Returning to Figure 1 , also entering the reactor system 55 would be the metailocene catalyst complex which, if not shipped to the process plant premixed, would be mixed on site in a catalyst mixing system 56. After quenching, the quenched polymer solution is passed through a deashing system 59 where metallic components from the spent catalyst and possibly the quench solution are removed. Note that if a supported catalyst system is used, the quenching and deashing steps would be replaced with a catalyst removal, reactivation, and recycle system. The mixture/solution of diluents, polymer product, and unreacted reactants is carried to a diluent removal process 65 where preferably three streams result: the first, nearly pure polymer product 60; the second, unreacted olefin monomer dissolved in diluent 62, preferably more dilute than the refinery feed entering the concentration system 5 for the situations where the dilute refinery feed entering the concentration system is already more concentrated in olefin monomer than desired; and a third 64 composed of "superlights" such as trace unreacted ethylene, methane, nitrogen, and the like. The second stream 62 may be used to dilute excessively viscous polymer solution resulting from the reactor system 55 as described above. Where this is not necessary, this stream may be diverted as an unreacted olefin monomer recycle 52 o otherwise disposed of, 63. In cases where olefin monomer conversion is so high that recycling is unnecessary, the unreacted olefin monomers may be diverted for other uses, such as to a refinery for processing. Since virtually all of the ethylene is reacted, the third gaseous stream 64 containing only trace amounts of this material and other "lights" may be used as fuel gas or sent to a flare, absent some other use. The nearly pure polymer product at this point will nevertheless contain traces of diluent and unreacted olefin dissolved within it as well as small amounts of extremely low molecular weight "light" polymers. Also, trace quantities of water will be present where the quench was in aqueous solution. Hence, the product stream is sent to a stripping process 66 via Line 60 which eliminates the last of the water, reactants, and solvents. Preferably, the "light" polymers are sent via Line 67 to the refinery pipestills to be reintroduced into the cracker and the now nearly pure polyme product emerges from line 68 to be piped to a holding vessel.

The Preferred Embodiment

Referring now to Figure 3, there is seen a preferred embodiment of the process of Figure 1 , here shown for the specific case of a Raffinate-2 feed. The overall industrial process may be broken down into eight subsystems — a Feed

Hydrogenation System, a Feed Concentration System, a Feed Treater, a Reactor System, a Catalyst Preparation System, a Deashing System, a Debutanizer, and a Stripper System.

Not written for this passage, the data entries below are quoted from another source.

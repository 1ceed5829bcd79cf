//! Task splitting: validates a command against its device and cuts the transfer
//! into units no larger than the backing store's maximum transfer size.

use std::sync::{Arc, Weak};

use super::buffer::ScatterList;
use super::command::{Command, CommandId, CommandRequest, Operation, Residual};
use super::unit::{Unit, UnitExtent};
use crate::error::{EngineError, EngineResult};
use crate::scsi::{CdbKind, DecodedCdb, Direction};

/// How a validated command moves data.
#[derive(Clone, Copy, Debug, PartialEq, Eq)]
pub struct TransferLayout {
    pub direction: Direction,
    pub kind: CdbKind,
    pub lba: u64,
    /// Logical blocks actually transferred (media commands).
    pub blocks: u64,
    pub block_size: u32,
    /// Bytes moved in each direction.
    pub transfer_len: usize,
    pub residual: Residual,
}

impl TransferLayout {
    /// Layout of a task management request: no data, no units.
    pub(crate) fn none() -> Self {
        Self {
            direction: Direction::NonDirectional,
            kind: CdbKind::Control,
            lba: 0,
            blocks: 0,
            block_size: 0,
            transfer_len: 0,
            residual: Residual::None,
        }
    }
}

/// Checks a request against the device geometry before anything is allocated.
///
/// Capacity violations and misaligned lengths are rejected here, so no unit is
/// ever created for them.
pub(crate) fn validate(
    cdb: &DecodedCdb,
    block_size: u32,
    capacity: u64,
    request: &CommandRequest,
) -> EngineResult<TransferLayout> {
    let cdb_bytes = usize::try_from(cdb.transfer_bytes(block_size))
        .map_err(|_| EngineError::invalid_field("transfer length overflows the address space"))?;
    let supplied = request.data.as_ref().map(ScatterList::len);
    let expected = request.expected_length.or(supplied).unwrap_or(cdb_bytes);

    if cdb.kind == CdbKind::Media {
        let blocks = u64::from(cdb.transfer_length);
        match cdb.lba.checked_add(blocks) {
            Some(end) if end <= capacity => {}
            _ => return Err(EngineError::lba_out_of_range(cdb.lba, blocks, capacity)),
        }
        if expected % block_size as usize != 0 {
            return Err(EngineError::invalid_field(format!(
                "transfer length {expected} is not a multiple of the {block_size} byte block size"
            )));
        }
    }

    let (transfer_len, residual) = if expected > cdb_bytes {
        (cdb_bytes, Residual::Underflow(expected - cdb_bytes))
    } else if expected < cdb_bytes {
        (expected, Residual::Overflow(cdb_bytes - expected))
    } else {
        (cdb_bytes, Residual::None)
    };

    if let Some(len) = supplied {
        if len < transfer_len {
            return Err(EngineError::invalid_field(format!(
                "{len} byte data buffer is shorter than the {transfer_len} byte transfer"
            )));
        }
    }

    let direction = match &request.bidi_data {
        Some(data_in) => {
            if cdb.kind != CdbKind::Media || cdb.direction != Direction::DataOut {
                return Err(EngineError::invalid_field(
                    "only media writes can be made bidirectional",
                ));
            }
            if data_in.len() < transfer_len {
                return Err(EngineError::invalid_field(format!(
                    "{} byte Data-In buffer is shorter than the {transfer_len} byte transfer",
                    data_in.len()
                )));
            }
            Direction::Bidirectional
        }
        None if transfer_len == 0 && cdb.kind == CdbKind::Control => Direction::NonDirectional,
        None => cdb.direction,
    };

    let blocks = match cdb.kind {
        CdbKind::Media => (transfer_len / block_size as usize) as u64,
        CdbKind::Control => 0,
    };

    Ok(TransferLayout {
        direction,
        kind: cdb.kind,
        lba: cdb.lba,
        blocks,
        block_size,
        transfer_len,
        residual,
    })
}

/// Cuts `blocks` blocks starting at `lba` into extents of at most `max_blocks`.
///
/// Produces `ceil(blocks / max_blocks)` extents that exactly cover the range; only
/// the last one may be short.
pub fn plan_extents(lba: u64, blocks: u64, block_size: u32, max_blocks: u32) -> Vec<UnitExtent> {
    let max = u64::from(max_blocks.max(1));
    let block_size = block_size as usize;
    let mut extents = Vec::with_capacity(blocks.div_ceil(max) as usize);
    let mut done = 0u64;
    while done < blocks {
        let n = (blocks - done).min(max);
        extents.push(UnitExtent {
            lba: lba + done,
            blocks: n as u32,
            offset: done as usize * block_size,
            len: n as usize * block_size,
        });
        done += n;
    }
    extents
}

/// Builds the unit list of a command. Runs inside the command's constructor, so
/// the unit set is fixed before the command is visible to anyone.
pub(crate) fn split(
    command: &Weak<Command>,
    id: CommandId,
    operation: &Operation,
    layout: &TransferLayout,
    max_transfer_blocks: u32,
    data: Option<&ScatterList>,
    bidi_data: Option<&ScatterList>,
) -> Vec<Arc<Unit>> {
    let cdb = match operation {
        Operation::Scsi(cdb) => *cdb,
        Operation::TaskManagement(_) => return Vec::new(),
    };

    if layout.kind == CdbKind::Control {
        let view = data
            .map(|sgl| sgl.view(0, layout.transfer_len))
            .unwrap_or_default();
        let extent = UnitExtent {
            lba: cdb.lba,
            blocks: 0,
            offset: 0,
            len: layout.transfer_len,
        };
        return vec![Unit::new(
            command.clone(),
            id,
            0,
            Some(cdb),
            layout.direction,
            extent,
            view,
        )];
    }

    let extents = plan_extents(
        layout.lba,
        layout.blocks,
        layout.block_size,
        max_transfer_blocks,
    );
    let halves: Vec<(Direction, Option<&ScatterList>)> = match layout.direction {
        Direction::Bidirectional => {
            vec![(Direction::DataOut, data), (Direction::DataIn, bidi_data)]
        }
        direction => vec![(direction, data)],
    };

    let mut units = Vec::with_capacity(extents.len() * halves.len());
    for (direction, buffer) in halves {
        for extent in &extents {
            let view = buffer
                .map(|sgl| sgl.view(extent.offset, extent.len))
                .unwrap_or_default();
            units.push(Unit::new(
                command.clone(),
                id,
                units.len(),
                Some(cdb),
                direction,
                *extent,
                view,
            ));
        }
    }
    units
}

The dilute α-olefin stream, referred to herein as Raffinate-2, enters the Feed Hydrogenation System 101 through input Line 102 and is immediately passed through one or more coalescing units which cause emulsified water to coalesce into large water droplets. The stream is then heated to about 55°C and pressurized with hydrogen at about 17 atmospheres from a hydrogen feed in the presence of a catalyst inside one or more hydrogenation vessels. The result is that the 1 ,3 butadienes in the raw feed are reduced to n-butane and butene-2. Of course, some of the valuable butene-1 is also lost, but since the dienes only make up less than 1 percent of the raw feed and are so much more reactive than butene-1 , only a fraction of 1 percent of the butene-1 is lost. Should the hydrogenation prove excessive, a carbon monoxide input may be provided to lower the activity of the catalyst in the vessels. Analyzers measure the input and output concentrations of butadiene and regulate the H2/CO mixture. The treated raw feed is passed through a particulate filter and exits the Feed Hydrogenation System via Line 103.

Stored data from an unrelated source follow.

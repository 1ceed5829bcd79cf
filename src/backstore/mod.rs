//! Backing stores: whatever actually holds the blocks behind a LUN.
//!
//! The engine resolves a store once, at attach time, and from then on only talks to
//! it through [`BackingStore`].

use std::sync::Arc;

use crate::engine::{Unit, UnitStatus};
use crate::error::{EngineError, EngineResult};
use crate::scsi::response::{Inquiry, ReadCapacity};
use crate::scsi::{AdditionalSense, OpCode, SenseBuffer, SenseKey};

pub mod file;
pub mod ramdisk;

pub use file::FileStore;
pub use ramdisk::RamdiskStore;

/// Largest unit a store receives unless it says otherwise.
pub const DEFAULT_MAX_TRANSFER_BLOCKS: u32 = 128;

/// How a store handles commands.
#[derive(Clone, Copy, Debug, PartialEq, Eq)]
pub enum BackstoreKind {
    /// Block device semantics, data lives in memory or on a block device.
    Block,
    /// Data lives in a regular file.
    File,
    /// CDBs are handed to something else untouched.
    PassThrough,
}

/// A plugin executing units against storage.
///
/// [`BackingStore::execute`] must not block: it either accepts the unit and later
/// calls [`Unit::complete`] exactly once (possibly before returning), or rejects
/// it by returning an error, in which case it never completes it. A store should
/// complete a unit with [`UnitStatus::aborted`] instead of starting it when
/// [`Unit::wants_stop`] is already set.
pub trait BackingStore: Send + Sync + 'static {
    fn kind(&self) -> BackstoreKind;

    /// Logical block size in bytes.
    fn block_size(&self) -> u32;

    /// Capacity in logical blocks.
    fn capacity(&self) -> u64;

    fn max_transfer_blocks(&self) -> u32 {
        DEFAULT_MAX_TRANSFER_BLOCKS
    }

    fn execute(&self, unit: Arc<Unit>) -> EngineResult<()>;

    /// Asks the store to halt a started unit. Advisory: the store still completes
    /// the unit, with [`UnitStatus::aborted`] if it managed to stop it.
    fn stop(&self, _unit: &Arc<Unit>) {}
}

/// Geometry and identity used to answer control commands.
#[derive(Clone, Copy, Debug)]
pub struct Identity {
    pub inquiry: Inquiry,
    pub block_size: u32,
    pub capacity: u64,
}

/// Answers the control commands every block store supports the same way.
///
/// `flush` runs for SYNCHRONIZE CACHE.
pub fn emulate_control(
    unit: &Unit,
    identity: &Identity,
    flush: impl FnOnce() -> EngineResult<()>,
) -> UnitStatus {
    let Some(cdb) = unit.cdb() else {
        return UnitStatus::Failed(EngineError::invalid_field("unit carries no CDB"));
    };
    let result = match cdb.opcode {
        OpCode::TestUnitReady | OpCode::PreventAllowMediumRemoval => Ok(()),
        OpCode::SynchronizeCache => flush(),
        OpCode::Inquiry => {
            unit.buffer().copy_from_slice(&identity.inquiry.to_bytes());
            Ok(())
        }
        OpCode::ReadCapacity => {
            let data = ReadCapacity::new(identity.capacity, identity.block_size);
            unit.buffer().copy_from_slice(&data.to_bytes());
            Ok(())
        }
        OpCode::RequestSense => {
            let sense = SenseBuffer::fixed(SenseKey::NoSense, AdditionalSense::NONE);
            unit.buffer().copy_from_slice(sense.as_slice());
            Ok(())
        }
        OpCode::ReportLuns => {
            let lun = unit.command().map(|cmd| cmd.lun()).unwrap_or_default();
            unit.buffer().copy_from_slice(&report_luns_data(lun));
            Ok(())
        }
        other => Err(EngineError::invalid_opcode(other as u8)),
    };
    match result {
        Ok(()) => UnitStatus::Good,
        Err(err) => UnitStatus::Failed(err),
    }
}

/// REPORT LUNS parameter data listing a single LUN, SPC-2 7.19.
fn report_luns_data(lun: u64) -> [u8; 16] {
    let mut out = [0u8; 16];
    // LUN LIST LENGTH: one 8 byte entry
    out[0..4].copy_from_slice(&8u32.to_be_bytes());
    // Peripheral device addressing for LUNs below 256, flat space addressing above.
    let entry: u16 = if lun < 256 {
        lun as u16
    } else {
        0x4000 | (lun as u16 & 0x3fff)
    };
    out[8..10].copy_from_slice(&entry.to_be_bytes());
    out
}
//! Deliveries the front end could not take yet.
//!
//! A busy front end never blocks a worker. The command is parked on its device's
//! retry list and a pass over that list is scheduled on the runtime; the pass
//! itself runs on the worker pool like any other completion work.
//!
//! Entries pushed out by the cap are not dropped. Their outcome becomes a
//! communication failure and they move to a separate list that every pass
//! delivers first.

use std::collections::VecDeque;
use std::sync::Arc;
use std::time::Duration;

use parking_lot::Mutex;
use tracing::{debug, warn};

use super::command::Command;
use super::completion::{self, Delivery};
use super::device::Device;
use super::worker::Work;
use crate::error::EngineError;

#[derive(Default)]
struct RetryState {
    pending: VecDeque<Arc<Command>>,
    /// Evicted by the cap; delivered with a failure outcome.
    failed: VecDeque<Arc<Command>>,
    /// A pass is scheduled or running.
    scheduled: bool,
}

pub(crate) struct RetryQueue {
    state: Mutex<RetryState>,
    interval: Duration,
    cap: Option<usize>,
}

impl RetryQueue {
    pub(crate) fn new(interval: Duration, cap: Option<usize>) -> Self {
        Self {
            state: Mutex::new(RetryState::default()),
            interval,
            cap,
        }
    }

    /// Deliveries still owed to the front end, failed ones included.
    pub(crate) fn len(&self) -> usize {
        let state = self.state.lock();
        state.pending.len() + state.failed.len()
    }

    /// Parks a command. Returns the entry evicted by the cap, if any, and whether
    /// the caller has to schedule a pass. The evicted entry now carries a
    /// communication failure and stays owed to the front end.
    fn push(&self, command: Arc<Command>) -> (Option<Arc<Command>>, bool) {
        let mut state = self.state.lock();
        state.pending.push_back(command);
        let evicted = match self.cap {
            Some(cap) if state.pending.len() > cap => state.pending.pop_front(),
            _ => None,
        };
        if let Some(oldest) = &evicted {
            // Rewritten before a pass can see it on the failed list.
            oldest.override_outcome(EngineError::communication_failure(
                "front end did not accept the result in time",
            ));
            state.failed.push_back(Arc::clone(oldest));
        }
        let schedule = !state.scheduled;
        state.scheduled = true;
        (evicted, schedule)
    }

    /// Failed entries first, then the rest, each in arrival order.
    fn take(&self) -> (Vec<Arc<Command>>, Vec<Arc<Command>>) {
        let mut state = self.state.lock();
        let failed = state.failed.drain(..).collect();
        let pending = state.pending.drain(..).collect();
        (failed, pending)
    }

    /// Puts back what is still busy, ahead of anything parked during the pass.
    /// Returns whether another pass is needed.
    fn finish_pass(&self, failed: Vec<Arc<Command>>, busy: Vec<Arc<Command>>) -> bool {
        let mut state = self.state.lock();
        for command in failed.into_iter().rev() {
            state.failed.push_front(command);
        }
        for command in busy.into_iter().rev() {
            state.pending.push_front(command);
        }
        state.scheduled = !state.pending.is_empty() || !state.failed.is_empty();
        state.scheduled
    }
}

/// Parks a command whose delivery came back busy.
pub(crate) fn defer(device: &Arc<Device>, command: Arc<Command>) {
    debug!(cmd = %command.id(), lun = device.lun(), "front end busy, deferring delivery");
    let (evicted, schedule) = device.retry_queue().push(command);
    if let Some(oldest) = evicted {
        warn!(
            cmd = %oldest.id(),
            lun = device.lun(),
            "too many pending deliveries, failing the oldest"
        );
        device.stats().record_failed_delivery();
    }
    if schedule {
        schedule_pass(device);
    }
}

fn schedule_pass(device: &Arc<Device>) {
    let interval = device.retry_queue().interval;
    let target = Arc::clone(device);
    device.runtime().spawn(async move {
        tokio::time::sleep(interval).await;
        let work = Work::Retry(Arc::clone(&target));
        target.post(work);
    });
}

/// Re-attempts every parked delivery in order.
pub(crate) fn retry_pass(device: &Arc<Device>) {
    let (failed, pending) = device.retry_queue().take();
    let attempted = failed.len() + pending.len();
    let still_busy = |commands: Vec<Arc<Command>>| -> Vec<Arc<Command>> {
        commands
            .into_iter()
            .filter(|command| completion::deliver(command) == Delivery::Busy)
            .collect()
    };
    let failed = still_busy(failed);
    let busy = still_busy(pending);
    debug!(
        lun = device.lun(),
        attempted,
        still_busy = failed.len() + busy.len(),
        "delivery retry pass"
    );
    if device.retry_queue().finish_pass(failed, busy) {
        schedule_pass(device);
    }
}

The hydrogenated feed from the Hydrogenation System is fed into the Feed Concentration System 104 through Line 103 and introduced into a first fractional distillation tower wherein the fractionation process removes the "light" materials (i.e., the materials more volatile than the C4's). During this process, a water trap or "boot" on a distillate drum removes any water from the hydrogenated feed. Gaseous lights such as methane, ethylene, ethane, propylene, propane, and insignificant amounts o hydrogen, carbon monoxide, isobutane, isobutylene and butene-1 are vented via Lin 105. Some water vapor will also exit this route. Liquid isobutane having methane, C2's, and C3's dissolved therein along with small amounts of the C4's and methanol, di-methyl ether, and trace water is recovered via Line 106.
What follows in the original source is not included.